The person who wrote it had meant to write "No good" -- as in out of order, busted, kaput-- but "No god" was perhaps closer to the point: Would a just and loving god allow broken parking meters?
That is the sort of existential thought that went through my mind as I perused a unique collection assembled by Eric Jenkins. I'm going to go out on a limb and say that Eric has the world's foremost collection of notes left by motorists on broken parking meters: those desperate missives hurriedly scribbled to an unseen meter reader in the hope of a little mercy.
"Hey," the notes seem to argue, "I'm not the sort of person who wouldn't pay for parking. I tried -- Lord knows I tried -- but this meter is broken. Give me a break, will you?"
That's the subtext of the notes, but the text is usually a little terser:
"Won't take money."
"BROAKEN."
"It is out of services!"
"Takes Money Does Not Give Time!!"
"You see a lot of exclamation points," Eric, the connoisseur, pointed out as he lifted notes from an overstuffed box. "There's a lot of fear and anxiety."
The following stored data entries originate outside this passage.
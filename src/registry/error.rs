//! Error types for the client registry.

use crate::model::{ClientId, OrderId};
use thiserror::Error;

/// Errors raised by registry primitives. A failed call changes nothing.
#[derive(Debug, Clone, Error, PartialEq, Eq)]
pub enum RegistryError {
    /// The operation would leave two clients that are the same client.
    #[error("This client already exists in the client book: {0}")]
    DuplicateEntity(String),

    /// Two clients would embed the same order.
    #[error("Order {0} is already owned by another client")]
    DuplicateOrder(OrderId),

    /// The target client is not in the registry.
    #[error("Client not found: {0}")]
    NotFound(ClientId),
}

pub type RegistryResult<T> = Result<T, RegistryError>;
Eric is an associate professor of architecture at Catholic University, and he has an architect's fascination with the engineering required to produce and affix these notes. It's a creative challenge: Using just the materials found somewhere on your person or in your car, can you persuade a ticket-dispensing bureaucrat to cut you some slack?
Man, the toolmaking animal, resorts to envelopes, napkins, paper bags, Rolodex cards, Post-Its. One note is scrawled on the back of a Superior Court detention list (meters near courthouses are prime collecting territory). Another is on the back of a bib from the Fairfax pediatric practice of Drs. Kacedan and Wolf.